Exercise: Lift every line from the entries that includes the word "ConfigError".

Input data:
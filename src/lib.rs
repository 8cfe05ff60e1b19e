//! Perfdelta - performance regression detection between profile versions
//!
//! This library fits regression models to performance profiles, finds the
//! nearest comparable baseline profile in a version history and classifies
//! the differences with configurable degradation methods.

pub mod check;
pub mod cli;
pub mod fitting;
pub mod pairing;
pub mod profile;
pub mod store;
impl MethodRegistry {
    /// Registry with every built-in method
    pub fn builtin() -> Self {
        let mut registry = Self {
            constructors: BTreeMap::new(),
            aliases: BTreeMap::new(),
        };
        registry.register(BestModelOrder::NAME, BestModelOrder::ALIAS, |params| {
            Ok(Box::new(BestModelOrder::from_params(params)?))
        });
        registry.register(
            AverageAmountThreshold::NAME,
            AverageAmountThreshold::ALIAS,
            |params| Ok(Box::new(AverageAmountThreshold::from_params(params)?)),
        );
        registry.register(IntegralComparison::NAME, IntegralComparison::ALIAS, |params| {
            Ok(Box::new(IntegralComparison::from_params(params)?))
        });
        registry.register(FastCheck::NAME, FastCheck::ALIAS, |params| {
            Ok(Box::new(FastCheck::from_params(params)?))
        });
        registry.register(LinearRegression::NAME, LinearRegression::ALIAS, |params| {
            Ok(Box::new(LinearRegression::from_params(params)?))
        });
        registry
    }

    fn register(&mut self, name: &'static str, alias: &'static str, constructor: Constructor) {
        self.constructors.insert(name, constructor);
        self.aliases.insert(alias, name);
    }

    /// Canonical method names, sorted
    pub fn names(&self) -> impl Iterator<Item = &'static str> + '_ {
        self.constructors.keys().copied()
    }

    /// Full name for a name or alias
    pub fn canonical_name(&self, name: &str) -> Option<&'static str> {
        if let Some((&full, _)) = self.constructors.get_key_value(name) {
            return Some(full);
        }
        self.aliases.get(name).copied()
    }

    pub fn build(&self, name: &str, params: &MethodParams) -> Result<Box<dyn DegradationMethod>, ConfigError> {
        let canonical = self
            .canonical_name(name)
            .ok_or_else(|| ConfigError::UnknownMethod(name.to_string()))?;
        (self.constructors[canonical])(params)
    }

    /// Instantiate the methods of every rule matching `profile`
    ///
    /// In [`ApplyMode::All`] a method selected by an earlier rule is not
    /// selected again, even if referred to by its alias.
    pub fn resolve(
        &self,
        rules: &[StrategyRule],
        apply: ApplyMode,
        profile: &Profile,
    ) -> Result<Vec<Box<dyn DegradationMethod>>, ConfigError> {
        let mut methods: Vec<Box<dyn DegradationMethod>> = Vec::new();

        for rule in strategy::resolve(rules, apply, profile) {
            let method = self.build(&rule.method, &rule.params)?;
            if methods.iter().any(|m| m.name() == method.name()) {
                tracing::debug!("Method {} already applied, skipping", method.name());
                continue;
            }
            tracing::debug!("Applying {} to {}", method.name(), profile.configuration);
            methods.push(method);
        }

        Ok(methods)
    }
}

Result of the exercise:
    pub fn build(&self, name: &str, params: &MethodParams) -> Result<Box<dyn DegradationMethod>, ConfigError> {
            .ok_or_else(|| ConfigError::UnknownMethod(name.to_string()))?;
    ) -> Result<Vec<Box<dyn DegradationMethod>>, ConfigError> {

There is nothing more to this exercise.